Hamer et al.24 prospectively studied a series of patients with no prior history of cardiovascular disease, evaluating psychosocial stress with the General Health Questionnaire at different times over an 8-year follow-up period. The authors report a higher risk of death due to ischaemic heart disease and stroke in patients with psychological distress. Another study using the General Health Questionnaire concluded that stress is a predictor of ischaemic stroke: patients with stress were found to be 1.45 times more likely to have a stroke.25 A more recent study concluded that the risk of stroke is 18% higher in people with psychosocial stress; the researchers also observed a stronger association between stress and risk of stroke in patients with haemorrhagic stroke than in those with ischaemic stroke.26

The ERI questionnaire has also been used in studies analysing the association between exposure to stress and acute myocardial infarction and arterial hypertension.27,28 In a cohort study conducted in Canada, high ERI scores were found to be correlated with higher blood pressure and poorer response to antihypertensive treatment; the authors concluded that reducing work-related stress may improve blood pressure and help prevent associated complications.27

Our study has certain limitations, including the small size of our sample and its case–control design: strictly speaking, the results of this type of studies do not imply causality. Information bias may have occurred in our study, since exposure to stress in our patients was evaluated after they had developed cerebrovascular disease. However, given the homogeneity and representativeness of our sample, we believe that the estimated risk is similar to the actual risk, which would at least enable an advance in this line of research. Our results can only be extrapolated to patients with TIA or minor stroke.

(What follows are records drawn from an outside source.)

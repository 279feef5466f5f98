//! # Entity Actor
//!
//! Building blocks for running **one actor per entity**. Every entity gets its own
//! Tokio task and mailbox, so requests against the same entity are processed strictly
//! one after another while requests against different entities run fully in parallel.
//!
//! ## Why one actor per entity?
//!
//! A single actor owning a whole collection serializes *everything*. That is simple, but
//! it turns the collection into a global lock. Here the unit of isolation is the entity
//! itself:
//!
//! - **Ordering**: two requests for the same entity can never interleave. Invariants that
//!   span several fields (status + timestamps + derived sub-states) hold without locks.
//! - **Parallelism**: requests for different entities never contend.
//! - **Atomic commits**: actions run against a working copy; the copy only replaces the
//!   live entity when the action succeeds.
//! - **Optimistic concurrency**: every committed change bumps a version. Callers can
//!   pass the version they last saw and get a [`FrameworkError::Conflict`] if someone
//!   else won the race.
//!
//! ## Module Tour
//!
//! - [`entity`]: the [`ActorEntity`] trait your domain type implements.
//! - [`actor`]: the [`EntityActor`] event loop (the "server" half).
//! - [`client`]: the cloneable [`EntityClient`] handle (the "client" half).
//! - [`message`]: the request envelope sent over the mailbox.
//! - [`observer`]: the [`EntityObserver`] hook used for write-behind persistence.
//! - [`error`]: [`FrameworkError`].
//! - [`tracing`]: subscriber setup shared by binaries and tests.
//!
//! ## Usage
//!
//! ```rust,ignore
//! let (actor, client) = EntityActor::new(order, 32, observer);
//! tokio::spawn(actor.run(context));
//!
//! let outcome = client.perform_action(OrderAction::Cancel { .. }, None).await?;
//! let snapshot = client.snapshot(); // synchronous read of the last committed state
//! ```

pub mod actor;
pub mod client;
pub mod entity;
pub mod error;
pub mod message;
pub mod observer;
pub mod tracing;

pub use actor::EntityActor;
pub use client::EntityClient;
pub use entity::{ActorEntity, Applied, Outcome};
pub use error::FrameworkError;
pub use message::{EntityRequest, Response};
pub use observer::{EntityObserver, NoopObserver};
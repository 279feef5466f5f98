use crate::error::FrameworkError;
use std::fmt::{Debug, Display};
use std::hash::Hash;

/// Trait that any entity must implement to be managed by an [`EntityActor`](crate::EntityActor).
///
/// # Architecture Note
/// The actor owns exactly one value of this type. All mutation goes through
/// [`ActorEntity::handle_action`], which the actor calls on a *working copy*. The copy
/// replaces the live entity only when the hook returns [`Applied::Changed`], so an
/// action that fails halfway never leaves partial state behind.
///
/// Hooks are synchronous on purpose: an entity decides and mutates, it never waits on
/// I/O. Anything slow (persistence, network hand-offs) happens outside the actor.
pub trait ActorEntity: Clone + Send + Sync + 'static {
    /// The unique identifier for this entity.
    type Id: Eq + Hash + Clone + Send + Sync + Display + Debug + 'static;

    /// Enum of the operations this entity understands.
    type Action: Send + Debug + 'static;

    /// Runtime dependencies injected into every hook (clocks, policies, ...).
    /// Use `()` if no dependencies are needed.
    type Context: Send + Sync + 'static;

    /// The error type for this entity.
    ///
    /// Framework failures (closed mailbox, version conflicts) are folded into it, so
    /// callers deal with a single error enum.
    type Error: std::error::Error + From<FrameworkError> + Send + Sync + 'static;

    fn id(&self) -> &Self::Id;

    /// Current optimistic-concurrency version.
    fn version(&self) -> u64;

    /// Called by the actor after a committed change. Implementations just store it.
    fn set_version(&mut self, version: u64);

    /// Apply an action.
    ///
    /// Return [`Applied::Unchanged`] for requests that are legal but have nothing to do
    /// (duplicate clicks, targets already reached). The actor then skips the version
    /// bump and does not notify observers.
    fn handle_action(
        &mut self,
        action: Self::Action,
        ctx: &Self::Context,
    ) -> Result<Applied, Self::Error>;

    /// Called when removal is requested. Return `Ok(false)` to refuse it.
    fn on_delete(&self, _ctx: &Self::Context) -> Result<bool, Self::Error> {
        Ok(true)
    }
}

/// Whether an action changed the entity.
#[derive(Debug, Clone, Copy, PartialEq, Eq)]
pub enum Applied {
    Changed,
    Unchanged,
}

/// Result of a successful action: the committed snapshot and whether it changed.
#[derive(Debug, Clone)]
pub struct Outcome<T> {
    pub entity: T,
    pub applied: Applied,
}

impl<T> Outcome<T> {
    pub fn changed(&self) -> bool {
        self.applied == Applied::Changed
    }
}
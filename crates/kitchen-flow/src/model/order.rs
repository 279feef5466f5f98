//! Orders: a customer's unit of demand moving through the kitchen and, for delivery
//! orders, through courier dispatch.
//!
//! # Actor Framework
//! [`Order`] implements the [`ActorEntity`](entity_actor::ActorEntity) trait (see
//! [`crate::order_actor::entity`]), so every order lives in its own
//! [`EntityActor`](entity_actor::EntityActor) and all of its mutations are serialized.
use crate::model::Integration;
use chrono::{DateTime, Utc};
use serde::{Deserialize, Serialize};
use std::fmt::Display;
use std::str::FromStr;

/// Type-safe identifier for Orders.
#[derive(Debug, Clone, Copy, PartialEq, Eq, Hash, PartialOrd, Ord, Serialize, Deserialize)]
pub struct OrderId(pub u32);

impl OrderId {
    /// Human-readable order number, e.g. `ORD-0007`.
    pub fn order_number(&self) -> String {
        format!("ORD-{:04}", self.0)
    }
}

impl From<u32> for OrderId {
    fn from(id: u32) -> Self {
        Self(id)
    }
}

impl Display for OrderId {
    fn fmt(&self, f: &mut std::fmt::Formatter<'_>) -> std::fmt::Result {
        write!(f, "order_{}", self.0)
    }
}

impl FromStr for OrderId {
    type Err = String;

    /// Accepts both `order_7` and `7`.
    fn from_str(s: &str) -> Result<Self, Self::Err> {
        let digits = s.strip_prefix("order_").unwrap_or(s);
        digits
            .parse::<u32>()
            .map(Self)
            .map_err(|_| format!("invalid order id: {s}"))
    }
}

#[derive(Debug, Clone, Copy, PartialEq, Eq, Hash, Serialize, Deserialize)]
#[serde(rename_all = "SCREAMING_SNAKE_CASE")]
pub enum OrderType {
    Mesa,
    Delivery,
    ParaLlevar,
}

#[derive(Debug, Clone, Copy, PartialEq, Eq, Hash, Default, Serialize, Deserialize)]
#[serde(rename_all = "SCREAMING_SNAKE_CASE")]
pub enum Priority {
    #[default]
    Normal,
    Urgente,
}

/// Kitchen stages. The derived ordering is the progression order.
#[derive(
    Debug, Clone, Copy, PartialEq, Eq, Hash, PartialOrd, Ord, Serialize, Deserialize,
)]
#[serde(rename_all = "SCREAMING_SNAKE_CASE")]
pub enum KitchenStatus {
    Nueva,
    Preparando,
    Lista,
    Entregada,
}

#[derive(Debug, Clone, Copy, PartialEq, Eq, Hash, Serialize, Deserialize)]
#[serde(rename_all = "SCREAMING_SNAKE_CASE")]
pub enum DeliveryStatus {
    PendienteAsignar,
    EnRuta,
    Entregado,
    Cancelado,
}

impl DeliveryStatus {
    pub fn is_terminal(self) -> bool {
        matches!(self, Self::Entregado | Self::Cancelado)
    }
}

#[derive(Debug, Clone, Copy, PartialEq, Eq, Hash, Serialize, Deserialize)]
#[serde(rename_all = "SCREAMING_SNAKE_CASE")]
pub enum PaymentMethod {
    Efectivo,
    Tarjeta,
    Transferencia,
    Online,
}

impl Display for OrderType {
    fn fmt(&self, f: &mut std::fmt::Formatter<'_>) -> std::fmt::Result {
        f.write_str(match self {
            Self::Mesa => "MESA",
            Self::Delivery => "DELIVERY",
            Self::ParaLlevar => "PARA_LLEVAR",
        })
    }
}

impl Display for Priority {
    fn fmt(&self, f: &mut std::fmt::Formatter<'_>) -> std::fmt::Result {
        f.write_str(match self {
            Self::Normal => "NORMAL",
            Self::Urgente => "URGENTE",
        })
    }
}

impl Display for KitchenStatus {
    fn fmt(&self, f: &mut std::fmt::Formatter<'_>) -> std::fmt::Result {
        f.write_str(match self {
            Self::Nueva => "NUEVA",
            Self::Preparando => "PREPARANDO",
            Self::Lista => "LISTA",
            Self::Entregada => "ENTREGADA",
        })
    }
}

impl Display for DeliveryStatus {
    fn fmt(&self, f: &mut std::fmt::Formatter<'_>) -> std::fmt::Result {
        f.write_str(match self {
            Self::PendienteAsignar => "PENDIENTE_ASIGNAR",
            Self::EnRuta => "EN_RUTA",
            Self::Entregado => "ENTREGADO",
            Self::Cancelado => "CANCELADO",
        })
    }
}

impl Display for PaymentMethod {
    fn fmt(&self, f: &mut std::fmt::Formatter<'_>) -> std::fmt::Result {
        f.write_str(match self {
            Self::Efectivo => "EFECTIVO",
            Self::Tarjeta => "TARJETA",
            Self::Transferencia => "TRANSFERENCIA",
            Self::Online => "ONLINE",
        })
    }
}

#[derive(Debug, Clone, PartialEq, Serialize, Deserialize)]
#[serde(rename_all = "camelCase")]
pub struct OrderItem {
    pub id: String,
    pub name: String,
    pub qty: u32,
    #[serde(default, skip_serializing_if = "Option::is_none")]
    pub notes: Option<String>,
    #[serde(default, skip_serializing_if = "Option::is_none")]
    pub price: Option<f64>,
}

#[derive(Debug, Clone, PartialEq, Serialize, Deserialize)]
#[serde(rename_all = "camelCase")]
pub struct Customer {
    pub name: String,
    #[serde(default, skip_serializing_if = "Option::is_none")]
    pub phone: Option<String>,
}

/// Address and courier fields of a delivery order.
#[derive(Debug, Clone, PartialEq, Default, Serialize, Deserialize)]
#[serde(rename_all = "camelCase")]
pub struct DeliveryInfo {
    pub address: String,
    #[serde(default, skip_serializing_if = "Option::is_none")]
    pub reference: Option<String>,
    #[serde(default, skip_serializing_if = "Option::is_none")]
    pub phone: Option<String>,
    #[serde(default, skip_serializing_if = "Option::is_none")]
    pub courier_id: Option<String>,
    #[serde(default, skip_serializing_if = "Option::is_none")]
    pub courier_name: Option<String>,
    #[serde(default, skip_serializing_if = "Option::is_none")]
    pub assigned_at: Option<DateTime<Utc>>,
    #[serde(default, skip_serializing_if = "Option::is_none")]
    pub delivered_at: Option<DateTime<Utc>>,
    #[serde(default, skip_serializing_if = "Option::is_none")]
    pub canceled_at: Option<DateTime<Utc>>,
}

impl DeliveryInfo {
    pub fn has_courier(&self) -> bool {
        self.courier_id.is_some() && self.courier_name.is_some()
    }
}

#[derive(Debug, Clone, PartialEq, Serialize, Deserialize)]
#[serde(rename_all = "camelCase")]
pub struct Order {
    pub id: OrderId,
    pub order_number: String,
    #[serde(rename = "type")]
    pub order_type: OrderType,
    #[serde(default, skip_serializing_if = "Option::is_none")]
    pub table_number: Option<u32>,
    #[serde(default, skip_serializing_if = "Option::is_none")]
    pub customer: Option<Customer>,
    pub items: Vec<OrderItem>,
    #[serde(default, skip_serializing_if = "Option::is_none")]
    pub notes: Option<String>,
    pub priority: Priority,
    pub kitchen_status: KitchenStatus,
    /// Absent until the kitchen marks a delivery order ready.
    #[serde(default, skip_serializing_if = "Option::is_none")]
    pub delivery_status: Option<DeliveryStatus>,
    /// Only orders from external channels carry this.
    #[serde(default, skip_serializing_if = "Option::is_none")]
    pub integration: Option<Integration>,
    #[serde(default, skip_serializing_if = "Option::is_none")]
    pub delivery: Option<DeliveryInfo>,
    #[serde(default, skip_serializing_if = "Option::is_none")]
    pub payment_method: Option<PaymentMethod>,
    pub total: f64,
    pub created_at: DateTime<Utc>,
    #[serde(default, skip_serializing_if = "Option::is_none")]
    pub kitchen_started_at: Option<DateTime<Utc>>,
    #[serde(default, skip_serializing_if = "Option::is_none")]
    pub kitchen_ready_at: Option<DateTime<Utc>>,
    /// When the order left the kitchen (served, picked up or sent to delivery).
    #[serde(default, skip_serializing_if = "Option::is_none")]
    pub handed_off_at: Option<DateTime<Utc>>,
    #[serde(default, skip_serializing_if = "Option::is_none")]
    pub canceled_at: Option<DateTime<Utc>>,
    #[serde(default, skip_serializing_if = "Option::is_none")]
    pub cancel_reason: Option<String>,
    #[serde(default)]
    pub version: u64,
}

impl Order {
    pub fn is_canceled(&self) -> bool {
        self.canceled_at.is_some()
    }

    /// Terminal for the kitchen: handed off or canceled. Only these may be deleted.
    pub fn is_terminal(&self) -> bool {
        self.kitchen_status == KitchenStatus::Entregada || self.is_canceled()
    }

    pub fn courier_assigned(&self) -> bool {
        self.delivery.as_ref().is_some_and(DeliveryInfo::has_courier)
    }

    pub fn channel(&self) -> crate::model::Channel {
        self.integration
            .as_ref()
            .map(|i| i.channel)
            .unwrap_or(crate::model::Channel::Odin)
    }

    /// Latest lifecycle timestamp recorded so far.
    pub fn latest_timestamp(&self) -> DateTime<Utc> {
        let delivery = self.delivery.as_ref();
        [
            self.kitchen_started_at,
            self.kitchen_ready_at,
            self.handed_off_at,
            delivery.and_then(|d| d.assigned_at),
            delivery.and_then(|d| d.delivered_at),
            delivery.and_then(|d| d.canceled_at),
            self.canceled_at,
        ]
        .into_iter()
        .flatten()
        .fold(self.created_at, |latest, t| latest.max(t))
    }

    /// Timestamp for the next lifecycle event, never earlier than any recorded one.
    pub fn next_timestamp(&self, now: DateTime<Utc>) -> DateTime<Utc> {
        now.max(self.latest_timestamp())
    }

    /// Short state description for diagnostics, e.g. `kitchen=LISTA delivery=EN_RUTA`.
    pub fn state_label(&self) -> String {
        let mut label = format!("kitchen={}", self.kitchen_status);
        if let Some(status) = self.delivery_status {
            label.push_str(&format!(" delivery={status}"));
        }
        if self.is_canceled() {
            label.push_str(" canceled");
        }
        label
    }
}

/// Payload for creating a new order.
#[derive(Debug, Clone, Serialize, Deserialize)]
#[serde(rename_all = "camelCase")]
pub struct OrderDraft {
    #[serde(rename = "type")]
    pub order_type: OrderType,
    #[serde(default)]
    pub table_number: Option<u32>,
    #[serde(default)]
    pub customer: Option<Customer>,
    pub items: Vec<ItemDraft>,
    #[serde(default)]
    pub notes: Option<String>,
    #[serde(default)]
    pub priority: Priority,
    #[serde(default)]
    pub delivery: Option<DeliveryDraft>,
    #[serde(default)]
    pub payment_method: Option<PaymentMethod>,
    /// Explicit total; computed from item prices when absent.
    #[serde(default)]
    pub total: Option<f64>,
    #[serde(default)]
    pub channel: crate::model::Channel,
    #[serde(default)]
    pub external_order_id: Option<String>,
}

impl OrderDraft {
    /// Minimal draft; fill the optional fields directly.
    pub fn new(order_type: OrderType, items: Vec<ItemDraft>) -> Self {
        Self {
            order_type,
            table_number: None,
            customer: None,
            items,
            notes: None,
            priority: Priority::Normal,
            delivery: None,
            payment_method: None,
            total: None,
            channel: crate::model::Channel::Odin,
            external_order_id: None,
        }
    }
}

#[derive(Debug, Clone, Serialize, Deserialize)]
#[serde(rename_all = "camelCase")]
pub struct ItemDraft {
    pub name: String,
    pub qty: u32,
    #[serde(default)]
    pub notes: Option<String>,
    #[serde(default)]
    pub price: Option<f64>,
}

impl ItemDraft {
    pub fn new(name: impl Into<String>, qty: u32, price: Option<f64>) -> Self {
        Self {
            name: name.into(),
            qty,
            notes: None,
            price,
        }
    }
}

#[derive(Debug, Clone, Serialize, Deserialize)]
#[serde(rename_all = "camelCase")]
pub struct DeliveryDraft {
    pub address: String,
    #[serde(default)]
    pub reference: Option<String>,
    #[serde(default)]
    pub phone: Option<String>,
}

#[cfg(test)]
mod tests {
    use super::*;

    #[test]
    fn test_order_id_parsing_and_number() {
        assert_eq!("order_12".parse::<OrderId>().unwrap(), OrderId(12));
        assert_eq!("12".parse::<OrderId>().unwrap(), OrderId(12));
        assert!("order_x".parse::<OrderId>().is_err());
        assert_eq!(OrderId(7).order_number(), "ORD-0007");
        assert_eq!(OrderId(7).to_string(), "order_7");
    }

    #[test]
    fn test_status_display_matches_wire_format() {
        for status in [
            KitchenStatus::Nueva,
            KitchenStatus::Preparando,
            KitchenStatus::Lista,
            KitchenStatus::Entregada,
        ] {
            assert_eq!(serde_json::json!(status), status.to_string().as_str());
        }
        for status in [
            DeliveryStatus::PendienteAsignar,
            DeliveryStatus::EnRuta,
            DeliveryStatus::Entregado,
            DeliveryStatus::Cancelado,
        ] {
            assert_eq!(serde_json::json!(status), status.to_string().as_str());
        }
        assert_eq!(OrderType::ParaLlevar.to_string(), "PARA_LLEVAR");
        assert_eq!(Priority::Urgente.to_string(), "URGENTE");
        assert_eq!(PaymentMethod::Transferencia.to_string(), "TRANSFERENCIA");
    }

    #[test]
    fn test_kitchen_status_ordering_is_progression() {
        assert!(KitchenStatus::Nueva < KitchenStatus::Preparando);
        assert!(KitchenStatus::Preparando < KitchenStatus::Lista);
        assert!(KitchenStatus::Lista < KitchenStatus::Entregada);
    }
}
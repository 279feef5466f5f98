//! Maps [`OrderError`] onto HTTP responses.
//!
//! | Kind                     | Status |
//! |--------------------------|--------|
//! | `ValidationError`        | 400    |
//! | `NotFoundError`          | 404    |
//! | `ConflictError`          | 409    |
//! | `IllegalTransitionError` | 422    |
//! | `UnavailableError`       | 503    |

use crate::order_actor::OrderError;
use axum::extract::rejection::JsonRejection;
use axum::http::StatusCode;
use axum::response::{IntoResponse, Response};
use axum::Json;
use serde::Serialize;

#[derive(Debug, Serialize)]
pub struct ErrorBody {
    pub kind: &'static str,
    pub message: String,
}

pub fn status_for(error: &OrderError) -> StatusCode {
    match error {
        OrderError::Validation(_) => StatusCode::BAD_REQUEST,
        OrderError::NotFound(_) => StatusCode::NOT_FOUND,
        OrderError::Conflict { .. } => StatusCode::CONFLICT,
        OrderError::IllegalTransition { .. } => StatusCode::UNPROCESSABLE_ENTITY,
        OrderError::Framework(_) => StatusCode::SERVICE_UNAVAILABLE,
    }
}

impl IntoResponse for OrderError {
    fn into_response(self) -> Response {
        let status = status_for(&self);
        if status.is_server_error() {
            tracing::error!(error = %self, "Order actor unavailable");
        }
        let body = ErrorBody {
            kind: self.kind(),
            message: self.to_string(),
        };
        (status, Json(body)).into_response()
    }
}

/// Malformed request bodies become validation errors with the usual error body.
pub fn bad_body(rejection: JsonRejection) -> OrderError {
    OrderError::validation(rejection.body_text())
}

In conclusion, there is considerable biological and epidemiological evidence supporting the hypothesis that psychosocial stress is a cerebrovascular risk factor, given the association between stroke and exposure to stress. Patients’ self-perceived stress should be considered during clinical evaluations. Further research should aim to determine the intrinsic mechanisms by which psychosocial stress contributes to cerebrovascular disease and to assess the potential benefits of workplace stress prevention programmes in reducing stroke risk.

The authors have no conflicts of interest to declare.